Enhancing Stability and Photovoltaic Performance of Perovskite Solar Cells via 5‐Ammonium Acid Additive

The quality of perovskite films plays a fundamental role in determining the performance of perovskite solar cells (PSCs). It is widely recognized that achieving high crystalline quality and minimizing defect density in perovskite films are essential. In this study, the utilization of the multifunctional additive 5‐ammonium acid (5‐AVA) to improve the morphology of perovskite films is proposed. The ‐NH2 and ‐COOH groups in 5‐AVA enable effective coordination with Pb ions and organic ions in perovskite, resulting in the suppression of defect formation and the reduction of non‐radiative recombination losses.
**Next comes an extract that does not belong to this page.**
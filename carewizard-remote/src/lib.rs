pub mod client;
pub mod error;

pub use client::{entity_route, failure_message, submit_route, HttpClinicApi, Route};
pub use error::{RemoteError, Result};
Furthermore, the addition of 5‐AVA facilitates a more favorable energy level alignment, thereby enhancing the transfer of carriers between the perovskite layer and transport layers. Consequently, this process contributes to the improvement of the open circuit voltage (VOC) in PSCs. Attributing to the addition of 5‐AVA, the optimized PSCs achieve significantly enhanced performance with a maximum photoelectric conversion efficiency (PCE) of 24.74% and excellent long‐term stability. This work presents a straightforward and effective approach to enhance the performance and long‐term stability of PSCs. The additive 5‐ammonium acid (5‐AVA) has the ability to bond with perovskite, effectively inhibiting the appearance of defects during film production and limiting losses due to non‐radiative recombination. The enhancement of crystal quality and reduction in defects has considerably improved the photovoltaic performance and long‐term stability of perovskite solar cells.